No passado apelidada de “gigante americano”, no presente a Ford atravessa um período conturbado, reflexo de uma estratégia que correu mal e a que a marca procura dar resposta com o fim da produção de diferentes modelos e a extinção de milhares de postos de trabalho. Atrasado na corrida aos eléctricos, que serão fundamentais para ajudar a colocar a média de emissões dentro da fasquia imposta pelo legislador (95g/km em 2020), o construtor norte-americano encontrou na base da Volkswagen a resposta mais rápida para garantir que teria um modelo eléctrico de produção em larga escala. Ambos os fabricantes conseguem, assim, poupanças significativas em termos unitários, no que será uma vantagem sobretudo para a Volkswagen, que mais depressa amortizará o investimento de 7 mil milhões de dólares na plataforma modular MEB, específica para a veículos eléctricos e que será estreada pelo ID.3.

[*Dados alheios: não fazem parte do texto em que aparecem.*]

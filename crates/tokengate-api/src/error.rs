//! Maps domain `AppError` to HTTP responses.

use axum::http::{HeaderValue, StatusCode, header};
use axum::response::{IntoResponse, Response};

use tokengate_core::error::{AppError, ErrorKind};

use crate::dto::response::ApiResponse;

/// HTTP status for an error kind.
pub fn status_for(kind: ErrorKind) -> StatusCode {
    match kind {
        ErrorKind::InvalidCredentials
        | ErrorKind::Unauthenticated
        | ErrorKind::TokenExpired
        | ErrorKind::TokenInvalid
        | ErrorKind::TokenMalformed => StatusCode::UNAUTHORIZED,
        ErrorKind::PermissionDenied => StatusCode::FORBIDDEN,
        ErrorKind::BadRequest => StatusCode::BAD_REQUEST,
        ErrorKind::NotFound => StatusCode::NOT_FOUND,
        ErrorKind::Conflict => StatusCode::CONFLICT,
        ErrorKind::RateLimited => StatusCode::TOO_MANY_REQUESTS,
        ErrorKind::Database
        | ErrorKind::Cache
        | ErrorKind::Timeout
        | ErrorKind::Configuration
        | ErrorKind::Internal => StatusCode::INTERNAL_SERVER_ERROR,
    }
}

impl IntoResponse for ApiError {
    fn into_response(self) -> Response {
        let err = self.0;
        let status = status_for(err.kind);

        if err.kind.is_server_error() {
            tracing::error!(kind = %err.kind, error = ?err, "Request failed");
        }

        let body = ApiResponse::<()>::failure(err.kind, status, err.public_message());
        let mut response = (status, axum::Json(body)).into_response();
        if err.kind.is_authentication_failure() {
            response
                .headers_mut()
                .insert(header::WWW_AUTHENTICATE, HeaderValue::from_static("Bearer"));
        }
        response
    }
}

/// An `AppError` rendered as the JSON envelope.
#[derive(Debug)]
pub struct ApiError(pub AppError);

impl From<AppError> for ApiError {
    fn from(err: AppError) -> Self {
        Self(err)
    }
}

/// Result type returned by handlers.
pub type ApiResult<T> = Result<T, ApiError>;
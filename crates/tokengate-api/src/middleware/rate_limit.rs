//! Token bucket rate limiter middleware.

use std::net::SocketAddr;
use std::sync::Arc;
use std::time::Instant;

use axum::extract::{ConnectInfo, Request, State};
use axum::middleware::Next;
use axum::response::{IntoResponse, Response};
use dashmap::DashMap;
use tracing::warn;

use tokengate_core::config::RateLimitConfig;
use tokengate_core::error::AppError;

use crate::error::ApiError;
use crate::state::AppState;

/// Buckets kept before idle, fully refilled ones are dropped.
const MAX_TRACKED_CLIENTS: usize = 10_000;

/// In-memory token bucket rate limiter keyed by client address.
#[derive(Debug, Clone)]
pub struct RateLimiter {
    /// Client key → bucket state.
    buckets: Arc<DashMap<String, TokenBucket>>,
    /// Maximum tokens per bucket.
    max_tokens: u32,
    /// Token refill rate per second.
    refill_rate: f64,
    /// Key on `x-forwarded-for` instead of the peer address.
    trust_forwarded_for: bool,
}

#[derive(Debug, Clone)]
struct TokenBucket {
    tokens: f64,
    last_refill: Instant,
}

impl TokenBucket {
    fn refill(&mut self, now: Instant, max_tokens: f64, refill_rate: f64) {
        let elapsed = now.duration_since(self.last_refill).as_secs_f64();
        self.tokens = (self.tokens + elapsed * refill_rate).min(max_tokens);
        self.last_refill = now;
    }
}

impl RateLimiter {
    /// Creates a new rate limiter.
    pub fn new(max_tokens: u32, refill_rate: f64) -> Self {
        Self {
            buckets: Arc::new(DashMap::new()),
            max_tokens,
            refill_rate,
            trust_forwarded_for: false,
        }
    }

    /// Keys clients on the first `x-forwarded-for` hop when set.
    pub fn trust_forwarded_for(mut self, trust: bool) -> Self {
        self.trust_forwarded_for = trust;
        self
    }

    /// Builds a limiter if throttling is enabled.
    pub fn from_config(config: &RateLimitConfig) -> Option<Self> {
        config.enabled.then(|| {
            Self::new(config.burst, config.refill_per_second)
                .trust_forwarded_for(config.trust_forwarded_for)
        })
    }

    /// Attempts to consume a token for the given key.
    pub fn check(&self, key: &str) -> bool {
        let now = Instant::now();
        let max = f64::from(self.max_tokens);

        if self.buckets.len() >= MAX_TRACKED_CLIENTS {
            self.evict_idle(now);
        }

        let mut bucket = self
            .buckets
            .entry(key.to_string())
            .or_insert(TokenBucket {
                tokens: max,
                last_refill: now,
            });
        bucket.refill(now, max, self.refill_rate);

        if bucket.tokens >= 1.0 {
            bucket.tokens -= 1.0;
            true
        } else {
            false
        }
    }

    fn evict_idle(&self, now: Instant) {
        let max = f64::from(self.max_tokens);
        self.buckets.retain(|_, bucket| {
            bucket.refill(now, max, self.refill_rate);
            bucket.tokens < max
        });
    }
}

/// Client key: the peer IP, or the first `x-forwarded-for` hop when the
/// proxy header is trusted. `unknown` only when neither is available.
pub fn client_key(request: &Request, trust_forwarded_for: bool) -> String {
    if trust_forwarded_for {
        let forwarded = request
            .headers()
            .get("x-forwarded-for")
            .and_then(|v| v.to_str().ok())
            .and_then(|v| v.split(',').next())
            .map(str::trim)
            .filter(|v| !v.is_empty());
        if let Some(hop) = forwarded {
            return hop.to_string();
        }
    }

    request
        .extensions()
        .get::<ConnectInfo<SocketAddr>>()
        .map(|ConnectInfo(addr)| addr.ip().to_string())
        .unwrap_or_else(|| "unknown".to_string())
}

/// Rejects the request with 429 once the client's bucket is empty.
pub async fn rate_limit(State(state): State<AppState>, request: Request, next: Next) -> Response {
    if let Some(limiter) = &state.rate_limiter {
        let key = client_key(&request, limiter.trust_forwarded_for);
        if !limiter.check(&key) {
            warn!(client = %key, path = %request.uri().path(), "Rate limit exceeded");
            return ApiError(AppError::rate_limited("Too many requests, slow down"))
                .into_response();
        }
    }
    next.run(request).await
}
//! Deadline wrapper for calls that leave the process.

use std::future::Future;
use std::time::Duration;

use tracing::warn;

use crate::error::AppError;
use crate::result::AppResult;

/// Run `fut` with a deadline.
///
/// An elapsed deadline becomes [`ErrorKind::Timeout`](crate::ErrorKind::Timeout),
/// which the HTTP layer reports as a server error.
pub async fn with_timeout<T, F>(operation: &'static str, limit: Duration, fut: F) -> AppResult<T>
where
    F: Future<Output = AppResult<T>>,
{
    match tokio::time::timeout(limit, fut).await {
        Ok(result) => result,
        Err(_) => {
            warn!(
                operation,
                timeout_ms = limit.as_millis() as u64,
                "External call timed out"
            );
            Err(AppError::timeout(format!(
                "{operation} did not complete within {}ms",
                limit.as_millis()
            )))
        }
    }
}
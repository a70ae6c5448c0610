// SPDX-License-Identifier: BUSL-1.1
// Copyright (c) 2026 Alfred Jean LLC

//! Target and pane identity.

use std::fmt;

use serde::{Deserialize, Serialize};

/// Field separator for canonical pane keys. Never appears in tmux
/// session names, window ids, or pane ids, so the join is lossless.
const KEY_SEP: char = '\u{1f}';

/// Kind of machine/transport hosting the multiplexer.
#[derive(Debug, Clone, Copy, PartialEq, Eq, Serialize, Deserialize)]
#[serde(rename_all = "lowercase")]
pub enum TargetKind {
    Local,
    Ssh,
}

/// Classify a target string (`"local"` or `"ssh:<host>"`).
pub fn target_kind(target: &str) -> TargetKind {
    if target.trim().to_lowercase().starts_with("ssh:") {
        TargetKind::Ssh
    } else {
        TargetKind::Local
    }
}

/// Extract the host from an `ssh:<host>` target.
pub fn ssh_host(target: &str) -> Option<&str> {
    target.trim().strip_prefix("ssh:").map(str::trim).filter(|h| !h.is_empty())
}

/// Identifies one pane within a target.
#[derive(Debug, Clone, PartialEq, Eq, Serialize, Deserialize)]
pub struct PaneRef {
    pub target: String,
    pub session: String,
    pub window_id: String,
    pub pane_id: String,
}

impl PaneRef {
    /// Canonical key for this pane: lossless join of the four fields with
    /// whitespace trimmed and the target lowercased.
    pub fn canonical_key(&self) -> PaneKey {
        let mut key = String::with_capacity(
            self.target.len() + self.session.len() + self.window_id.len() + self.pane_id.len() + 3,
        );
        key.push_str(&self.target.trim().to_lowercase());
        key.push(KEY_SEP);
        key.push_str(self.session.trim());
        key.push(KEY_SEP);
        key.push_str(self.window_id.trim());
        key.push(KEY_SEP);
        key.push_str(self.pane_id.trim());
        PaneKey(key)
    }
}

impl fmt::Display for PaneRef {
    fn fmt(&self, f: &mut fmt::Formatter<'_>) -> fmt::Result {
        write!(f, "{}/{}:{}.{}", self.target, self.session, self.window_id, self.pane_id)
    }
}

/// Canonical pane key. Constructed only via [`PaneRef::canonical_key`].
#[derive(Debug, Clone, PartialEq, Eq, Hash, PartialOrd, Ord, Serialize, Deserialize)]
pub struct PaneKey(String);

impl PaneKey {
    pub fn as_str(&self) -> &str {
        &self.0
    }

    /// The pane-id component of the key (e.g. `%5`).
    pub fn pane_id(&self) -> &str {
        self.0.rsplit(KEY_SEP).next().unwrap_or("")
    }

    /// The target component of the key.
    pub fn target(&self) -> &str {
        self.0.split(KEY_SEP).next().unwrap_or("")
    }
}

impl fmt::Display for PaneKey {
    fn fmt(&self, f: &mut fmt::Formatter<'_>) -> fmt::Result {
        let mut parts = self.0.split(KEY_SEP);
        let target = parts.next().unwrap_or("");
        let session = parts.next().unwrap_or("");
        let window = parts.next().unwrap_or("");
        let pane = parts.next().unwrap_or("");
        write!(f, "{target}/{session}:{window}.{pane}")
    }
}

#[cfg(test)]
#[path = "target_tests.rs"]
mod tests;
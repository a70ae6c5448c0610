// SPDX-License-Identifier: BUSL-1.1
// Copyright (c) 2026 Alfred Jean LLC

use serde_json::json;

use super::{derive_status, PaneStatus};

#[test]
fn turn_start_moves_to_running() {
    let change = derive_status("agent-turn-start", None).unwrap();
    assert_eq!(change.status, PaneStatus::Running);
    assert_eq!(change.reason_code, None);
    assert!(!change.refined);
}

#[test]
fn turn_complete_moves_to_completed() {
    let change = derive_status("agent-turn-complete", None).unwrap();
    assert_eq!(change.status, PaneStatus::Completed);
}

#[test]
fn input_requested_event_type_sets_reason() {
    let change = derive_status("input-requested", None).unwrap();
    assert_eq!(change.status, PaneStatus::WaitingInput);
    assert_eq!(change.reason_code.as_deref(), Some("input_required"));
}

#[test]
fn payload_cue_overrides_event_type() {
    let payload = json!({ "type": "input-requested" });
    let change = derive_status("agent-turn-complete", Some(&payload)).unwrap();
    assert_eq!(change.status, PaneStatus::WaitingInput);
    assert_eq!(change.reason_code.as_deref(), Some("input_required"));
    assert!(change.refined);
}

#[test]
fn agent_error_takes_code_from_payload() {
    let payload = json!({ "code": "rate_limited" });
    let change = derive_status("agent-error", Some(&payload)).unwrap();
    assert_eq!(change.status, PaneStatus::Failed);
    assert_eq!(change.reason_code.as_deref(), Some("rate_limited"));
}

#[test]
fn agent_error_without_payload_uses_fallback_reason() {
    let change = derive_status("agent-error", None).unwrap();
    assert_eq!(change.reason_code.as_deref(), Some("agent_error"));
}

#[test]
fn unknown_event_type_is_noop() {
    assert!(derive_status("tool-execution", None).is_none());
    assert!(derive_status("", None).is_none());
}

#[test]
fn opaque_payloads_fall_back_to_event_type() {
    // Non-object payloads are carried but never parsed for cues.
    let payload = json!("not json object");
    let change = derive_status("agent-turn-complete", Some(&payload)).unwrap();
    assert_eq!(change.status, PaneStatus::Completed);
    assert!(!change.refined);

    let payload = json!({ "type": "something-else" });
    let change = derive_status("agent-turn-complete", Some(&payload)).unwrap();
    assert_eq!(change.status, PaneStatus::Completed);
}

#[test]
fn wire_strings() {
    assert_eq!(PaneStatus::WaitingInput.as_str(), "waiting_input");
    assert_eq!(serde_json::to_value(PaneStatus::WaitingInput).unwrap(), json!("waiting_input"));
}
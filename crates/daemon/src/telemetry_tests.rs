// SPDX-License-Identifier: BUSL-1.1
// Copyright (c) 2026 Alfred Jean LLC

use crate::capture::OutputSource;
use crate::resync::ResyncReason;

use super::Telemetry;

#[test]
fn counters_accumulate() {
    let t = Telemetry::new();
    t.incr("bind.bound");
    t.incr("bind.bound");
    t.add("pane_tap.dropped_chunks", 3);

    let snap = t.snapshot();
    assert_eq!(snap.get("bind.bound"), Some(&2));
    assert_eq!(snap.get("pane_tap.dropped_chunks"), Some(&3));
    assert_eq!(snap.get("never.seen"), None);
}

#[test]
fn output_counters_key_by_source() {
    let t = Telemetry::new();
    t.record_output(OutputSource::Bridge);
    t.record_output(OutputSource::PaneTap);
    t.record_output(OutputSource::PaneTap);
    t.record_output(OutputSource::Snapshot);

    let snap = t.snapshot();
    assert_eq!(snap.get("output.bridge"), Some(&1));
    assert_eq!(snap.get("output.pane_tap"), Some(&2));
    assert_eq!(snap.get("output.snapshot"), Some(&1));
}

#[test]
fn resync_counters_key_by_reason() {
    let t = Telemetry::new();
    t.record_resync_queued(ResyncReason::LayoutChange);
    t.record_resync_queued(ResyncReason::InitialAttach);
    t.record_resync_applied(ResyncReason::LayoutChange);

    let snap = t.snapshot();
    assert_eq!(snap.get("resync_queued.layout_change"), Some(&1));
    assert_eq!(snap.get("resync_queued.initial_attach"), Some(&1));
    assert_eq!(snap.get("resync_applied.layout_change"), Some(&1));
    assert_eq!(snap.get("resync_applied.initial_attach"), None);
}

#[test]
fn snapshot_is_a_copy() {
    let t = Telemetry::new();
    t.incr("capture.failures");
    let snap = t.snapshot();
    t.incr("capture.failures");
    assert_eq!(snap.get("capture.failures"), Some(&1));
    assert_eq!(t.snapshot().get("capture.failures"), Some(&2));
}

Mas ainda não é conhecido o primeiro BEV resultante esta aliança – correm rumores de que será um SUV, face às estimativas de serem produzidas 600 mil unidades em seis anos – e eis que o Handelsblatt avança que Ford e Volkswagen voltaram a sentar-se à mesa das negociações. Depois da parceria firmada para os veículos comerciais, depois do acordo para o primeiro Ford eléctrico com arquitectura e mecânica germânica, agora o CEO da oval azul na Europa, Stuart Rowley, encetou conversações com vista a um segundo modelo assente na MEB. A informação foi confirmada pelo “patrão” da Volkswagen, Herbert Diess.

Recorde-se que a Ford está a trabalhar num crossover a bateria que procura capitalizar a aura à volta do Mustang, esperando-se que esse modelo sinalize o arranque da ofensiva eléctrica da marca, quando for lançado em 2020. A marca antecipa uma autonomia na ordem dos 600 km, de acordo com o World Harmonised Light Vehicle Test Procedure (WLTP), e a capacidade de carregamento rápido.

Quanto aos modelos puramente eléctricos que recorram à MEB, à partida, serão produzidos na Alemanha, nas fábricas que a Ford aí possui, a partir de 2023. Em 2022, o fabricante norte-americano estima que mais de metade das suas vendas digam respeito a veículos electrificados.